▶ _Task objective_
In the records below, the line with "use std::collections::HashMap;" opens the range and the line with "a unique id." closes it; print that range exactly and nothing else.

>>>

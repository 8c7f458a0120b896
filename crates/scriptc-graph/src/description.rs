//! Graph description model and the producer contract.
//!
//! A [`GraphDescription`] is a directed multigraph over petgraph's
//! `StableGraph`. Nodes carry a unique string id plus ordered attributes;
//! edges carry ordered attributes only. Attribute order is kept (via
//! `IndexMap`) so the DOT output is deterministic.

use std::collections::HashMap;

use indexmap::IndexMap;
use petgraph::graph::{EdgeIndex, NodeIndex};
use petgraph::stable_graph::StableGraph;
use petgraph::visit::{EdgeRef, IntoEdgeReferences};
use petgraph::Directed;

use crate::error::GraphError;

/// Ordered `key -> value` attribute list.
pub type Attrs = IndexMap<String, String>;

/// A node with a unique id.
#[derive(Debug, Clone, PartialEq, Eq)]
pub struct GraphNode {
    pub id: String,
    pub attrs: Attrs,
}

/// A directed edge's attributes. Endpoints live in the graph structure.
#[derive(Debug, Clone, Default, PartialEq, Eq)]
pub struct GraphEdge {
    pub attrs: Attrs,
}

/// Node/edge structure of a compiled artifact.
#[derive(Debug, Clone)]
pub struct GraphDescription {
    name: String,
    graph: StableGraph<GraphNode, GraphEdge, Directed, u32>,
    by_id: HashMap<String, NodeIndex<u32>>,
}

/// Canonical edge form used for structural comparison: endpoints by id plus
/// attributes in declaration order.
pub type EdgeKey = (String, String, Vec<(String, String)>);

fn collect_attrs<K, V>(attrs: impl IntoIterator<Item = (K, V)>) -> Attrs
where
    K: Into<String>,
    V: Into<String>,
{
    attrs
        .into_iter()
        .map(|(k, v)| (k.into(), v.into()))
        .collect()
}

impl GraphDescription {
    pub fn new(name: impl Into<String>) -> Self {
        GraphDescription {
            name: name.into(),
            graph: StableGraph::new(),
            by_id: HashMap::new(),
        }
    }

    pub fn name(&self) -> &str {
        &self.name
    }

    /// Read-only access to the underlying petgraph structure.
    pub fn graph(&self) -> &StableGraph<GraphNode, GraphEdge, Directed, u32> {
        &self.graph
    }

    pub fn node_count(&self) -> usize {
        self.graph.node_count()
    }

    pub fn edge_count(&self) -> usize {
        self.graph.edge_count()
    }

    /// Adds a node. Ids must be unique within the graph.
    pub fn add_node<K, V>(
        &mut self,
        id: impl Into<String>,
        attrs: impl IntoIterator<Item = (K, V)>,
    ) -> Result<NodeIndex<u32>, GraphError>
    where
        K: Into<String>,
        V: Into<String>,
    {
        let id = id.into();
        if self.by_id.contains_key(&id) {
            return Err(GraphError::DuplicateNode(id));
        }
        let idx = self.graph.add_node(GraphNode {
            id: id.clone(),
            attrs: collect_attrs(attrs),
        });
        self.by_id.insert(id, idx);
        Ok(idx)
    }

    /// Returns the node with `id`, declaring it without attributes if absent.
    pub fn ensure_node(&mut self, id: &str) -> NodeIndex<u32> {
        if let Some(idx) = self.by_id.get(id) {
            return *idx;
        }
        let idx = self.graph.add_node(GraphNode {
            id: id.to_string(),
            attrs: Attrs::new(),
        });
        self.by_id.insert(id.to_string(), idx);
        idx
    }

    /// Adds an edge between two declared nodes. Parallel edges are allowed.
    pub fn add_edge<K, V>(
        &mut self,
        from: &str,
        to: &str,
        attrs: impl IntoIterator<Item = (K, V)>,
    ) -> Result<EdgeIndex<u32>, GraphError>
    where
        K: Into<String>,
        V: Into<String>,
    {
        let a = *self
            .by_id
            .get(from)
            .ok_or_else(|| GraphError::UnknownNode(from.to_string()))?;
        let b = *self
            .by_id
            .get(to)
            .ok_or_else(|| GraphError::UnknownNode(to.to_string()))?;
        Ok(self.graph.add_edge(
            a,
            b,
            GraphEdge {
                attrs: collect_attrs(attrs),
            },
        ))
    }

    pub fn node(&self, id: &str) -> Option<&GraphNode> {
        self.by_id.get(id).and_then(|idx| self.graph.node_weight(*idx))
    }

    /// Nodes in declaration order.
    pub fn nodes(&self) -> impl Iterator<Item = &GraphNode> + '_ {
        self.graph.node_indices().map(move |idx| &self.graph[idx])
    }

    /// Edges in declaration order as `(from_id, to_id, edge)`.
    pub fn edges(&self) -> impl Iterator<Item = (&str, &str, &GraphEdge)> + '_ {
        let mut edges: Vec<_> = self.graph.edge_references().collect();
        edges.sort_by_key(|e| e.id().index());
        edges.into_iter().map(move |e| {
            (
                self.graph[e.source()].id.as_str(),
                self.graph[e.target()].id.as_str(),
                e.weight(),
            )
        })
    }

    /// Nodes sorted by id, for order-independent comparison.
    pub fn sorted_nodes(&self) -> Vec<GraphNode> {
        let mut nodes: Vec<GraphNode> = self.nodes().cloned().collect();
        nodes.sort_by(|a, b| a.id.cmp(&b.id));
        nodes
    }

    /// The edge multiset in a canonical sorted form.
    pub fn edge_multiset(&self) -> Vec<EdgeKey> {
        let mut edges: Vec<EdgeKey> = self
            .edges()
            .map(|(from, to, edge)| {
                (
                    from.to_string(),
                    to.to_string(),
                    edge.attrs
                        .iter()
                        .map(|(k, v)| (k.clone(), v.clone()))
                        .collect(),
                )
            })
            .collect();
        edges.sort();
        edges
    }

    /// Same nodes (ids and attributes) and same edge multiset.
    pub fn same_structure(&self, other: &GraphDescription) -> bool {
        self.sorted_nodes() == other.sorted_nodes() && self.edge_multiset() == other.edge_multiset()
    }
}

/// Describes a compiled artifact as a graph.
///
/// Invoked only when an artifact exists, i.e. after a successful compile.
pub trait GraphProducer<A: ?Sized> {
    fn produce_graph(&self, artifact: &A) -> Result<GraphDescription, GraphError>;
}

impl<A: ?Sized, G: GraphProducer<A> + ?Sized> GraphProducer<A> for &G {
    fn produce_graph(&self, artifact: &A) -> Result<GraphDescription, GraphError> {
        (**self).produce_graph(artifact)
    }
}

<<<

▶ _Finished task_
use std::collections::HashMap;

use indexmap::IndexMap;
use petgraph::graph::{EdgeIndex, NodeIndex};
use petgraph::stable_graph::StableGraph;
use petgraph::visit::{EdgeRef, IntoEdgeReferences};
use petgraph::Directed;

use crate::error::GraphError;

/// Ordered `key -> value` attribute list.
pub type Attrs = IndexMap<String, String>;

/// A node with a unique id.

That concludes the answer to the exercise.